Ali Haidar Shah, Poonam Sharma
Gardening, yards, grounds, parks, and other types of spaces are developed and decorated with plants. Garden and landscape design are used to improve the appearance of buildings, public spaces, recreational places, and parks.
It is a decorative art form associated with architecture, urban planning, and gardening, the vegetated landscape that covered most of the Earth’s continents before humans began to build still surrounds and penetrates even the largest metropolises. Efforts to design gardens and to preserve and develop green open space in and around cities are efforts to maintain contact with the original pastoral, rural landscape. Gardens and designed landscapes, by filling the open areas in cities, create a continuity in space between structural urban landscapes and the open rural landscapes beyond.
Furthermore, gardens and landscapes have a unique form of chronological continuity. Buildings, paintings, and sculpture may outlast single plants, but plants’ ceaseless cyclical growth and change provide a continuous time dimension that static structures and sculpture can never supply.
Aspects of landscape architecture
Garden and landscape design is a substantial part but by no means all of the work of the profession of landscape architecture. Defined as “the art of arranging land and the objects upon it for human use and enjoyment,” landscape architecture also includes site planning, land planning, master planning, urban design, and environmental planning. Site planning involves plans for specific developments in which precise arrangements of buildings, roadways, utilities, landscape elements, topography, water features, and vegetation are shown. Land planning is for larger-scale developments involving subdivision into several or many parcels, including analyses of land and landscape, feasibility studies for economic, social, political, technical, and ecological constraints, and detailed site plans as needed.
Master planning is for land use, conservation, and development at even greater sizes, such as open space, park-recreation, water and drainage, transportation, and utilities.

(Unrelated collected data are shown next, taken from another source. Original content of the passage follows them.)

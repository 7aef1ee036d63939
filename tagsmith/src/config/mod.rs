//! Options to control how tagsmith parses and writes files

/// The parsing strictness mode
///
/// This is used to determine how to handle errors that are not fatal to parsing,
/// such as a tag candidate with a corrupt item.
#[derive(Copy, Clone, Debug, Default, Eq, PartialEq, Ord, PartialOrd)]
#[non_exhaustive]
pub enum ParsingMode {
	/// Any error during reading is propagated
	Strict,
	/// Attempt to fill in gaps, treating structurally invalid candidates as absent
	///
	/// A skipped candidate flags the file possibly corrupt, which blocks saving.
	#[default]
	BestAttempt,
	/// Like `BestAttempt`, but a skipped candidate does not block saving
	Relaxed,
}

/// Options to control how tagsmith parses a file
///
/// This is the read-style input of the open operation: it selects whether
/// technical properties are computed at all, and whether embedded pictures are
/// loaded eagerly or skipped.
#[derive(Copy, Clone, Debug, Eq, PartialEq)]
#[non_exhaustive]
pub struct ParseOptions {
	pub(crate) read_properties: bool,
	pub(crate) read_cover_art: bool,
	pub(crate) parsing_mode: ParsingMode,
	pub(crate) max_junk_bytes: usize,
}

impl Default for ParseOptions {
	/// The default implementation for `ParseOptions`
	///
	/// The defaults are as follows:
	///
	/// ```rust,ignore
	/// ParseOptions {
	/// 	read_properties: true,
	/// 	read_cover_art: true,
	/// 	parsing_mode: ParsingMode::BestAttempt,
	/// 	max_junk_bytes: 1024,
	/// }
	/// ```
	fn default() -> Self {
		Self::new()
	}
}

impl ParseOptions {
	/// Default parsing mode
	pub const DEFAULT_PARSING_MODE: ParsingMode = ParsingMode::BestAttempt;

	/// Default number of junk bytes to search through for a sync pattern
	pub const DEFAULT_MAX_JUNK_BYTES: usize = 1024;

	/// Creates a new `ParseOptions`, alias for `Default` implementation
	///
	/// # Examples
	///
	/// ```rust
	/// use tagsmith::config::ParseOptions;
	///
	/// let parsing_options = ParseOptions::new();
	/// ```
	#[must_use]
	pub const fn new() -> Self {
		Self {
			read_properties: true,
			read_cover_art: true,
			parsing_mode: Self::DEFAULT_PARSING_MODE,
			max_junk_bytes: Self::DEFAULT_MAX_JUNK_BYTES,
		}
	}

	/// Whether or not to read the audio properties
	///
	/// # Examples
	///
	/// ```rust
	/// use tagsmith::config::ParseOptions;
	///
	/// // By default, `read_properties` is enabled. Here, we don't want to read them.
	/// let parsing_options = ParseOptions::new().read_properties(false);
	/// ```
	pub fn read_properties(&mut self, read_properties: bool) -> Self {
		self.read_properties = read_properties;
		*self
	}

	/// Whether or not to read embedded cover art
	///
	/// # Examples
	///
	/// ```rust
	/// use tagsmith::config::ParseOptions;
	///
	/// // Reading cover art is expensive, and I do not need it!
	/// let parsing_options = ParseOptions::new().read_cover_art(false);
	/// ```
	pub fn read_cover_art(&mut self, read_cover_art: bool) -> Self {
		self.read_cover_art = read_cover_art;
		*self
	}

	/// The parsing mode to use, see [`ParsingMode`] for details
	pub fn parsing_mode(&mut self, parsing_mode: ParsingMode) -> Self {
		self.parsing_mode = parsing_mode;
		*self
	}

	/// The maximum number of allowed junk bytes to search
	///
	/// Sync patterns may be preceded by padding remnants or other junk. This sets
	/// the maximum number of unrecognized bytes to search through before giving up.
	pub fn max_junk_bytes(&mut self, max_junk_bytes: usize) -> Self {
		self.max_junk_bytes = max_junk_bytes;
		*self
	}
}

/// Options to control how tagsmith writes tags back to a file
#[derive(Copy, Clone, Debug, Eq, PartialEq)]
#[non_exhaustive]
pub struct WriteOptions {
	pub(crate) lossy_text_encoding: bool,
}

impl Default for WriteOptions {
	/// The default implementation for `WriteOptions`
	///
	/// The defaults are as follows:
	///
	/// ```rust,ignore
	/// WriteOptions {
	/// 	lossy_text_encoding: true,
	/// }
	/// ```
	fn default() -> Self {
		Self::new()
	}
}

impl WriteOptions {
	/// Creates a new `WriteOptions`, alias for `Default` implementation
	///
	/// # Examples
	///
	/// ```rust
	/// use tagsmith::config::WriteOptions;
	///
	/// let write_options = WriteOptions::new();
	/// ```
	#[must_use]
	pub const fn new() -> Self {
		Self {
			lossy_text_encoding: true,
		}
	}

	/// Whether text outside a target encoding is substituted rather than erroring
	///
	/// This only affects ID3v1, whose fields are Latin-1.
	pub fn lossy_text_encoding(&mut self, lossy_text_encoding: bool) -> Self {
		self.lossy_text_encoding = lossy_text_encoding;
		*self
	}
}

Environmental planning is used to describe natural or urbanised regions, or significant areas within them, where the impact of development on land and natural systems, their capacity to carry and sustain development, or their preservation and conservation needs have been thoroughly examined and developed as constraints on urban design and master, land, and site planning. In the context of acomprehensive survey and investigation, and ideally all of these planning and design phases follow one another closely in a continuous sequential process, but this rarely happens. Various levels of planning and design are performed by different people at different times; often the more-comprehensive phases are not performed at all or are performed in an oversimplified manner. The wise gardener or landscape architect, therefore, always begins with a careful analysis of conditions surrounding the project.Garden and landscape design deals with the treatment of land areas not covered by buildings, when those areas are considered important to visual experience, with or without utilitarian function. Typically, these land areas are of four types: those closely related to single buildings, such as front yards, side yards, and backyards, or more-extensive grounds; those around and between groups of buildings such as campuses, civic and cultural centres, commercial and industrial complexes those bordering and paralleling transportation and utility corridors such as parkways, freeways, waterways, power easements; and park-recreation open-space areas and systems. These areas may be of any size, from small urban courtyards and suburban gardens to many thousands of acres of regional, state, or national parks. Although usually conceived as vegetated green spaces on natural ground, they can include also playgrounds, urban plazas, covered malls, roof gardens, and decks, which may be almost entirely formed by construction and paving.
Garden and landscape design, therefore, works with a wide range of natural and processed materials capable of holding up well in the specific local climatic conditions of the site. These materials include earth, rock, water, and plants, either existing on the site or brought in; and construction materials such as concrete, stone, brick, wood, tile, metal, and glass.
The influence of Chinese culture throughout the East was such that other indigenous cultures usually succumbed to it, but India was an exception. Western garden styles were introduced into northern India first through contact with Iranian culture, then by the invasion of Alexander the Great and the subsequent Hellenistic influence, and, finally, by the invading Mughals, who introduced the Islamic Garden.
In southern India and in Sri Lanka elaborate gardens existed before the birth of the Buddha (c. 6th-4th century BCE). Beneath a tree in such a garden-containing baths, lotus-covered pools, trees, and beds of flowers-the Buddha himself was said to have been born. Anciently worshipped by the Hindus, trees thus acquired an additional sanctity. Buddhist temples were associated with gardens whose purpose was to promote contemplation and whose preferred sites were therefore away from cities.